Nel frattempo, il governatore del Veneto, Luca Zaia, ha disposto che tutti i residenti di Vo' fossero sottoposti a test molecolare. Essere riusciti in una simile, prima, operazione di screening di massa è merito della lungimiranza del virologo dell'Università di Padova, Andrea Crisanti che, subito dopo la comparsa del virus sul territorio, aveva ordinato l'acquisto dei kit occorrenti per sottoporre a test la popolazione. Crisanti intuisce che occorre effettuare un nuovo test a distanza di due settimane dal primo, in caso di positività. Il suo lavoro ha fornito una visione iniziale sulla diffusione del virus. Il
risultato dello screening a tappeto dà i suoi risultati: il 27 febbraio viene accertato che il 3% della popolazione è stato contagiato. Per Crisanti, il virus circola in città già dalla fine di gennaio. "Da quella data - afferma Crisanti - avremmo dovuto chiudere interamente Veneto e Lombardia, immediatamente". Ma chi doveva decidere "non ha realmente compreso l'entità del problema".

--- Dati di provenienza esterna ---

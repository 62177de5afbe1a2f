// src/domain/mod.rs

//! Domain-facing abstractions: the message bus seam and the service
//! capability traits, plus in-memory reference implementations.

mod bus;
mod memory;
mod services;

pub use bus::{BusPtr, Delivery, MessageBus, QueueBinding, QueueName, RoutingKey, SubscriptionHandle};
pub use memory::{
    CheckoutService, InMemoryDriverService, InMemoryTripService, MockPaymentProcessor,
};
pub use services::{DriverService, PaymentProcessor, PaymentService, TripService};
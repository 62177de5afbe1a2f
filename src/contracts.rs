// src/contracts.rs

//! Wire contracts shared by every service.
//!
//! Two message shapes cross process boundaries:
//!
//! - [`EventEnvelope`] — the unit exchanged over the broker: owner identity,
//!   routing key, opaque structured payload.
//! - [`ClientMessage`] — the unit forwarded over a client connection:
//!   message type (the originating routing key) plus the payload.
//!
//! Routing keys form a dot-separated namespace `<domain>.<cmd|event>.<name>`.
//! The typed payload documents for the choreography live here as well, all
//! serialized as camelCase JSON.

use serde::{Deserialize, Serialize};
use serde_json::Value;

/// Routing keys (`kind` values) used across the platform.
pub mod keys {
    /// A trip was created; the rider is notified and driver search begins.
    pub const TRIP_EVENT_CREATED: &str = "trip.event.created";
    /// A driver was assigned to the trip.
    pub const TRIP_EVENT_DRIVER_ASSIGNED: &str = "trip.event.driver_assigned";
    /// No driver could be found for the trip.
    pub const TRIP_EVENT_NO_DRIVERS_FOUND: &str = "trip.event.no_drivers_found";

    /// Ask a specific driver to take a trip (forwarded to the driver client).
    pub const DRIVER_CMD_TRIP_REQUEST: &str = "driver.cmd.trip_request";
    /// Driver accepted a trip request.
    pub const DRIVER_CMD_TRIP_ACCEPT: &str = "driver.cmd.trip_accept";
    /// Driver declined a trip request.
    pub const DRIVER_CMD_TRIP_DECLINE: &str = "driver.cmd.trip_decline";
    /// Driver service confirmed an assignment.
    pub const DRIVER_EVENT_ASSIGNED: &str = "driver.event.assigned";
    /// Driver service could not produce an assignment.
    pub const DRIVER_EVENT_NOT_FOUND: &str = "driver.event.not_found";

    /// A payment session is ready for the rider.
    pub const PAYMENT_EVENT_SESSION_CREATED: &str = "payment.event.session_created";
    /// Payment settled.
    pub const PAYMENT_EVENT_SUCCESS: &str = "payment.event.success";
    /// Payment failed.
    pub const PAYMENT_EVENT_FAILED: &str = "payment.event.failed";
}

/// Queue names, one consumer task per queue.
pub mod queues {
    /// Gateway queue fanned out to rider connections.
    pub const RIDER_NOTIFICATIONS: &str = "gateway.rider_notifications";
    /// Gateway queue fanned out to driver connections.
    pub const DRIVER_NOTIFICATIONS: &str = "gateway.driver_notifications";
    /// Driver-service inbox (trip lifecycle + driver responses).
    pub const DRIVER_TRIP_EVENTS: &str = "driver.trip_events";
    /// Trip-service inbox for driver assignment outcomes.
    pub const TRIP_DRIVER_EVENTS: &str = "trip.driver_events";
    /// Trip-service inbox for payment settlement events.
    pub const TRIP_PAYMENT_EVENTS: &str = "trip.payment_events";
    /// Payment-service inbox for trip lifecycle events.
    pub const PAYMENT_TRIP_EVENTS: &str = "payment.trip_events";
}

/// Routing keys the gateway forwards to rider connections.
pub const RIDER_NOTIFICATION_KEYS: &[&str] = &[
    keys::TRIP_EVENT_CREATED,
    keys::TRIP_EVENT_DRIVER_ASSIGNED,
    keys::TRIP_EVENT_NO_DRIVERS_FOUND,
    keys::PAYMENT_EVENT_SESSION_CREATED,
    keys::PAYMENT_EVENT_SUCCESS,
    keys::PAYMENT_EVENT_FAILED,
];

/// Routing keys the gateway forwards to driver connections.
pub const DRIVER_NOTIFICATION_KEYS: &[&str] = &[keys::DRIVER_CMD_TRIP_REQUEST];

/// The unit exchanged over the broker.
///
/// `kind` mirrors the AMQP routing key the message is published under and is
/// never empty. `data` is an opaque structured payload whose schema is
/// determined by `kind`; some routing keys require extracting a nested field
/// before forwarding (see [`reshape_payload`]).
#[derive(Clone, Debug, Serialize, Deserialize, PartialEq)]
pub struct EventEnvelope {
    /// Identity of the rider or driver this event concerns.
    #[serde(rename = "ownerID")]
    pub owner_id: String,

    /// Routing key identifying the event/command type.
    pub kind: String,

    /// Opaque structured payload (map or array when present).
    #[serde(default, skip_serializing_if = "Option::is_none")]
    pub data: Option<Value>,
}

impl EventEnvelope {
    /// Build an envelope, enforcing the non-empty `kind` invariant.
    pub fn new(
        owner_id: impl Into<String>,
        kind: impl Into<String>,
        data: Option<Value>,
    ) -> crate::Result<Self> {
        // ---
        let kind = kind.into();
        if kind.is_empty() {
            return Err(crate::Error::InvalidEnvelope("empty kind".into()));
        }
        Ok(Self {
            owner_id: owner_id.into(),
            kind,
            data,
        })
    }

    /// Decode a raw broker message body.
    pub fn decode(body: &[u8]) -> crate::Result<Self> {
        // ---
        let env: Self = serde_json::from_slice(body)?;
        if env.kind.is_empty() {
            return Err(crate::Error::InvalidEnvelope("empty kind".into()));
        }
        Ok(env)
    }

    /// Serialize the envelope for publishing.
    pub fn encode(&self) -> crate::Result<Vec<u8>> {
        Ok(serde_json::to_vec(self)?)
    }

    /// Decode the payload into a typed document.
    ///
    /// Fails with [`crate::Error::InvalidEnvelope`] when the payload is
    /// absent, with a serialization error when it does not match `T`.
    pub fn payload<T: serde::de::DeserializeOwned>(&self) -> crate::Result<T> {
        // ---
        let data = self
            .data
            .as_ref()
            .ok_or_else(|| crate::Error::InvalidEnvelope(format!("{}: missing data", self.kind)))?;
        Ok(serde_json::from_value(data.clone())?)
    }
}

/// The unit forwarded over a client connection.
#[derive(Clone, Debug, Serialize, Deserialize, PartialEq)]
pub struct ClientMessage {
    /// Mirrors the originating envelope's `kind`.
    #[serde(rename = "type")]
    pub kind: String,

    /// The (possibly reshaped) payload.
    #[serde(default, skip_serializing_if = "Option::is_none")]
    pub data: Option<Value>,
}

/// Routing-key-specific payload reshaping for client-bound messages.
///
/// Trip requests carry a `{trip, driver}` offer document on the broker, but
/// the driver client expects the bare trip, so one level of nesting is
/// unwrapped. Every other key passes through unchanged; this is a point
/// extension mechanism, not a general transformation pipeline.
pub fn reshape_payload(kind: &str, data: Value) -> Value {
    // ---
    match kind {
        keys::DRIVER_CMD_TRIP_REQUEST => match data {
            Value::Object(mut map) => match map.remove("trip") {
                Some(trip) => trip,
                None => Value::Object(map),
            },
            other => other,
        },
        _ => data,
    }
}

// --------------------
// Typed payload documents
// --------------------

/// A geographic coordinate pair.
#[derive(Clone, Copy, Debug, Serialize, Deserialize, PartialEq)]
pub struct Coordinates {
    pub latitude: f64,
    pub longitude: f64,
}

/// A trip as carried on the wire.
#[derive(Clone, Debug, Serialize, Deserialize, PartialEq)]
#[serde(rename_all = "camelCase")]
pub struct TripDetails {
    pub id: String,
    pub rider_id: String,
    pub pickup: Coordinates,
    pub dropoff: Coordinates,
    /// Fare in minor currency units.
    pub fare_amount: u64,
    pub currency: String,
    #[serde(default, skip_serializing_if = "Option::is_none")]
    pub driver: Option<DriverProfile>,
}

/// A driver as advertised to riders and carried in assignments.
#[derive(Clone, Debug, Serialize, Deserialize, PartialEq)]
#[serde(rename_all = "camelCase")]
pub struct DriverProfile {
    pub id: String,
    pub name: String,
    pub vehicle_plate: String,
}

/// Offer sent to a driver client: the trip plus the targeted driver.
///
/// The gateway unwraps the `trip` field before forwarding (see
/// [`reshape_payload`]).
#[derive(Clone, Debug, Serialize, Deserialize, PartialEq)]
#[serde(rename_all = "camelCase")]
pub struct TripRequestOffer {
    pub trip: TripDetails,
    pub driver: DriverProfile,
}

/// Driver response to a trip request (accept/decline), published by the
/// gateway on behalf of the driver client; the envelope owner is the driver.
#[derive(Clone, Debug, Serialize, Deserialize, PartialEq)]
#[serde(rename_all = "camelCase")]
pub struct DriverTripResponse {
    pub trip_id: String,
}

/// A confirmed driver assignment.
#[derive(Clone, Debug, Serialize, Deserialize, PartialEq)]
#[serde(rename_all = "camelCase")]
pub struct DriverAssignment {
    pub trip_id: String,
    pub rider_id: String,
    pub driver: DriverProfile,
}

/// Reference to a trip with no payload of its own.
#[derive(Clone, Debug, Serialize, Deserialize, PartialEq)]
#[serde(rename_all = "camelCase")]
pub struct TripRef {
    pub trip_id: String,
}

/// A payment session created for a trip.
#[derive(Clone, Debug, Serialize, Deserialize, PartialEq)]
#[serde(rename_all = "camelCase")]
pub struct PaymentSession {
    pub session_id: String,
    pub trip_id: String,
    pub rider_id: String,
    pub amount: u64,
    pub currency: String,
}

/// Settlement outcome for a payment session.
#[derive(Clone, Debug, Serialize, Deserialize, PartialEq)]
#[serde(rename_all = "camelCase")]
pub struct PaymentStatus {
    pub trip_id: String,
    pub session_id: String,
}

/// Trip preview request (RPC).
#[derive(Clone, Debug, Serialize, Deserialize, PartialEq)]
#[serde(rename_all = "camelCase")]
pub struct TripPreviewRequest {
    pub rider_id: String,
    pub pickup: Coordinates,
    pub dropoff: Coordinates,
}

/// Trip preview response (RPC).
#[derive(Clone, Debug, Serialize, Deserialize, PartialEq)]
#[serde(rename_all = "camelCase")]
pub struct TripPreview {
    pub fare_amount: u64,
    pub currency: String,
    pub eta_minutes: u32,
}

/// Trip start request (RPC).
#[derive(Clone, Debug, Serialize, Deserialize, PartialEq)]
#[serde(rename_all = "camelCase")]
pub struct TripStartRequest {
    pub rider_id: String,
    pub pickup: Coordinates,
    pub dropoff: Coordinates,
}

#[cfg(test)]
mod tests {
    // ---
    use super::*;
    use serde_json::json;

    #[test]
    fn test_envelope_wire_field_names() {
        // ---
        let env = EventEnvelope::new("rider-1", keys::TRIP_EVENT_CREATED, Some(json!({"a": 1})))
            .unwrap();
        let value: Value = serde_json::from_slice(&env.encode().unwrap()).unwrap();

        assert_eq!(value["ownerID"], "rider-1");
        assert_eq!(value["kind"], "trip.event.created");
        assert_eq!(value["data"]["a"], 1);
    }

    #[test]
    fn test_envelope_rejects_empty_kind() {
        // ---
        assert!(EventEnvelope::new("rider-1", "", None).is_err());

        let body = serde_json::to_vec(&json!({"ownerID": "r", "kind": ""})).unwrap();
        assert!(EventEnvelope::decode(&body).is_err());
    }

    #[test]
    fn test_envelope_data_optional() {
        // ---
        let body = serde_json::to_vec(&json!({"ownerID": "r", "kind": "trip.event.created"}))
            .unwrap();
        let env = EventEnvelope::decode(&body).unwrap();
        assert!(env.data.is_none());
    }

    #[test]
    fn test_client_message_type_field() {
        // ---
        let msg = ClientMessage {
            kind: keys::TRIP_EVENT_CREATED.into(),
            data: Some(json!({"tripId": "t9"})),
        };
        let value = serde_json::to_value(&msg).unwrap();
        assert_eq!(value["type"], "trip.event.created");
    }

    #[test]
    fn test_trip_request_payload_unwraps_trip() {
        // ---
        let data = json!({"trip": {"id": "t1"}, "driver": {"id": "d1"}});
        let reshaped = reshape_payload(keys::DRIVER_CMD_TRIP_REQUEST, data);
        assert_eq!(reshaped, json!({"id": "t1"}));
    }

    #[test]
    fn test_trip_request_payload_without_trip_field_passes_through() {
        // ---
        let data = json!({"foo": "bar"});
        let reshaped = reshape_payload(keys::DRIVER_CMD_TRIP_REQUEST, data.clone());
        assert_eq!(reshaped, data);
    }

    #[test]
    fn test_other_keys_pass_through() {
        // ---
        let data = json!({"foo": "bar"});
        let reshaped = reshape_payload(keys::TRIP_EVENT_CREATED, data.clone());
        assert_eq!(reshaped, data);
    }

    #[test]
    fn test_typed_payload_round_trip() {
        // ---
        let trip = TripDetails {
            id: "t1".into(),
            rider_id: "rider-1".into(),
            pickup: Coordinates {
                latitude: 59.33,
                longitude: 18.06,
            },
            dropoff: Coordinates {
                latitude: 59.35,
                longitude: 18.10,
            },
            fare_amount: 2500,
            currency: "usd".into(),
            driver: None,
        };

        let env = EventEnvelope::new(
            &trip.rider_id,
            keys::TRIP_EVENT_CREATED,
            Some(serde_json::to_value(&trip).unwrap()),
        )
        .unwrap();

        let decoded: TripDetails = env.payload().unwrap();
        assert_eq!(decoded, trip);

        // camelCase on the wire
        let value = env.data.unwrap();
        assert!(value.get("riderId").is_some());
        assert!(value.get("fareAmount").is_some());
    }
}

A due settimane dalla chiusura totale di Vo', il lockdown si dimostra l'unica arma a disposizione, al momento, contro il virus. Quando Crisanti dà il via al secondo giro di test a tappeto, il 7 marzo, non viene registrato alcun caso. Quei risultati, pubblicati sulla rivista Nature a giugno, ma noti fin da principio ai funzionari italiani, sono per il virologo la prova che l'isolamento e lo screening di massa erano il modo migliore per fermare il Covid-19. E mentre Crisanti insiste sulla necessità di estendere lo screening di massa a tutta la popolazione del Veneto, il virus si manifesta simultaneamente in altre regioni italiane. Gli scienziati non si spiegano ancora come il virus possa essere arrivato a Vo'. Il Veneto, regione conta poco meno di 5 milioni di abitanti cioè meno della metà della Lombardia, sebbene colpito dal covid-19 negli stessi giorni della Lombardia, epicentro della prima e della seconda ondata, riesce a cavarsela meglio.
Da ottobre scorso, il Paese è alla prese con la seconda ondata che si è abbattuta anche su Vo'. Una situazione dalla quale la città si sta ora riprendendo. Vo', oggi, è eco di se stessa. Matrimoni, battesimi, prime comunioni - che in passato avevano attirato un gran numero di persone - hanno subito pesanti restrizioni. La chiusura dei 45 ristoranti cittadini ha costretto la locale cooperativa vinicola a ridurre la produzione nel 2020. La sala da ballo non ha mai riaperto. "Le cose avrebbero potuto essere diverse", è l'amara riflessione del sindaco Martini che, un anno fa aveva detto: "Il virus a Vo è arrivato e a Vo è morto".